You wouldn’t think that the earlier BoJ purchases of such short term Japanese Treasuries would have had much of a restraining effect (then) on longer term Japanese interest rates (kinda the whole point of “quantitative easing”).
This is sort of an important basic question now that Central Bank money printings (QE to buy Gvt Treasuries) are becoming more and more common (if not respectable) around the world.
Namely, just *how much* Central Bank QE printing (read, inflation) is necessary to keep an artificial cap on market interest rates (by acting as a non-economic purchaser of Government Treasuries) – and what term Treasuries do such CB purchases have to target in order to keep the desired interest rates (presumably long-term) under the desired artificial ceiling?
You would think the QE would have to buy long term Treasuries to artificially restrain long term rates – but is that what the BoJ did? Can CB’s influence/control *long term* rates by buying short-term Treasuries?

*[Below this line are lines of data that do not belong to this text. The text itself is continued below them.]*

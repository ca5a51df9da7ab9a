use std::io;
use std::path::{Path, PathBuf};

use serde::Deserialize;

use docserve_base::{DocserveError, DocserveResult};

/// Name of the optional per-project configuration file.
pub const CONFIG_FILE: &str = "docserve.toml";

/// Configuration for one documented project.
///
/// Every component receives the configuration it needs at construction;
/// there is no ambient state. The defaults reproduce the built-in allow-list
/// and exclusion list, and `docserve.toml` in the project root can override
/// any field.
#[derive(Debug, Clone, Deserialize)]
#[serde(default)]
pub struct Config {
    /// File extensions (with leading dot) eligible for documentation.
    pub extensions: Vec<String>,
    /// Directory names excluded from scanning.
    pub excluded_dirs: Vec<String>,
    /// Output directory for generated documents, relative to the project root.
    pub docs_dir: String,
    /// Title shown on the index page. Defaults to the project directory name.
    pub title: Option<String>,
    /// Web server settings.
    pub server: ServerConfig,
}

impl Default for Config {
    fn default() -> Self {
        Self {
            extensions: [".py", ".js", ".html", ".css", ".md"]
                .map(String::from)
                .to_vec(),
            excluded_dirs: [
                "venv",
                ".git",
                "__pycache__",
                "docs",
                "templates",
                "target",
                "node_modules",
            ]
            .map(String::from)
            .to_vec(),
            docs_dir: "docs".to_string(),
            title: None,
            server: ServerConfig::default(),
        }
    }
}

/// Settings for the web frontend.
#[derive(Debug, Clone, Deserialize)]
#[serde(default)]
pub struct ServerConfig {
    /// Host address to bind to.
    pub host: String,
    /// Port to listen on.
    pub port: u16,
}

impl Default for ServerConfig {
    fn default() -> Self {
        Self {
            host: "127.0.0.1".to_string(),
            port: 8080,
        }
    }
}

impl Config {
    /// True if the path's extension is in the allow-list.
    pub fn is_supported(&self, path: &Path) -> bool {
        match path.extension().and_then(|ext| ext.to_str()) {
            Some(ext) => {
                let dotted = format!(".{ext}");
                self.extensions.iter().any(|e| e == &dotted)
            }
            None => false,
        }
    }

    /// The document directory for a given project root.
    pub fn docs_path(&self, project_root: &Path) -> PathBuf {
        project_root.join(&self.docs_dir)
    }
}

/// Load configuration from `docserve.toml` in the project root.
///
/// A missing file yields the defaults; a file that exists but does not
/// parse is an error.
pub fn load_config(project_root: &Path) -> DocserveResult<Config> {
    let path = project_root.join(CONFIG_FILE);
    let raw = match std::fs::read_to_string(&path) {
        Ok(raw) => raw,
        Err(e) if e.kind() == io::ErrorKind::NotFound => return Ok(Config::default()),
        Err(e) => return Err(DocserveError::file(path, e)),
    };
    toml::from_str(&raw).map_err(|e| DocserveError::Config(e.to_string()))
}
use std::process::Command;

#[test]
fn cli_compiles_without_warnings() {
    let status = Command::new(env!("CARGO"))
        .current_dir(env!("CARGO_MANIFEST_DIR"))
        .args(["check", "--quiet", "--bin", "lawn-defence"])
        .status()
        .expect("failed to invoke cargo check for lawn-defence CLI binary");

    assert!(status.success(), "cargo check --bin lawn-defence should succeed");
}
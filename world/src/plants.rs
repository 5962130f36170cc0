//! Authoritative plant state management utilities.

use std::{collections::BTreeMap, time::Duration};

use lawn_defence_core::{CellCoord, PlantId, PlantKind, PlantSnapshot, Rect};

/// Plant stored inside the world.
#[derive(Clone, Debug)]
pub(crate) struct Plant {
    /// Identifier allocated by the world for the plant.
    pub(crate) id: PlantId,
    /// Kind of plant that was grown.
    pub(crate) kind: PlantKind,
    /// Cell occupied by the plant.
    pub(crate) cell: CellCoord,
    /// Pixel bounds of the plant body.
    pub(crate) bounds: Rect,
    /// Remaining health.
    pub(crate) health: f32,
    /// Time accumulated towards the next production or shot.
    pub(crate) action_timer: Duration,
}

impl Plant {
    /// Accrues frame time for plants that act on a cadence.
    pub(crate) fn accrue(&mut self, dt: Duration) {
        match self.kind {
            PlantKind::Sunflower | PlantKind::Peashooter => {
                self.action_timer = self.action_timer.saturating_add(dt);
            }
            PlantKind::WallNut => {}
        }
    }

    pub(crate) fn snapshot(&self) -> PlantSnapshot {
        PlantSnapshot {
            id: self.id,
            kind: self.kind,
            cell: self.cell,
            bounds: self.bounds,
            health: self.health,
            max_health: self.kind.max_health(),
            action_timer: self.action_timer,
        }
    }
}

/// Registry that stores plants in identifier order and indexes them by cell.
#[derive(Debug)]
pub(crate) struct PlantRegistry {
    entries: BTreeMap<PlantId, Plant>,
    cells: BTreeMap<CellCoord, PlantId>,
    next_plant_id: PlantId,
}

impl PlantRegistry {
    /// Creates an empty plant registry with a reset identifier counter.
    pub(crate) fn new() -> Self {
        Self {
            entries: BTreeMap::new(),
            cells: BTreeMap::new(),
            next_plant_id: PlantId::new(0),
        }
    }

    pub(crate) fn is_occupied(&self, cell: CellCoord) -> bool {
        self.cells.contains_key(&cell)
    }

    pub(crate) fn at(&self, cell: CellCoord) -> Option<PlantId> {
        self.cells.get(&cell).copied()
    }

    /// Grows a new plant and returns the identifier allocated to it.
    pub(crate) fn insert(&mut self, kind: PlantKind, cell: CellCoord, bounds: Rect) -> PlantId {
        let id = self.next_plant_id;
        self.next_plant_id = PlantId::new(id.get().wrapping_add(1));

        let plant = Plant {
            id,
            kind,
            cell,
            bounds,
            health: kind.max_health(),
            action_timer: Duration::ZERO,
        };
        let _ = self.entries.insert(id, plant);
        let _ = self.cells.insert(cell, id);
        id
    }

    pub(crate) fn remove(&mut self, id: PlantId) -> Option<Plant> {
        let plant = self.entries.remove(&id)?;
        let _ = self.cells.remove(&plant.cell);
        Some(plant)
    }

    pub(crate) fn get_mut(&mut self, id: PlantId) -> Option<&mut Plant> {
        self.entries.get_mut(&id)
    }

    pub(crate) fn iter(&self) -> impl Iterator<Item = &Plant> {
        self.entries.values()
    }

    pub(crate) fn iter_mut(&mut self) -> impl Iterator<Item = &mut Plant> {
        self.entries.values_mut()
    }

    /// Removes every plant while keeping identifiers unique across the session.
    pub(crate) fn clear(&mut self) {
        self.entries.clear();
        self.cells.clear();
    }
}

Nonsense. You’re making up BS theories based on nonsense. I said in the article: “the last Treasury bills (terms of one year or less) matured off the balance sheet last year and were not replaced.” The amounts were already minuscule before QT officially started. The BOJ never held more than minuscule amounts of bills. The purpose of QE and YCC had always been to buy long-term bonds to bring 10-year yield down to 0%. In mid-2024, before QT started, the BOJ held just ¥2 trillion ($12 billion) in bills, compared to ¥580 trillion ($3.65 trillion) in JGBs.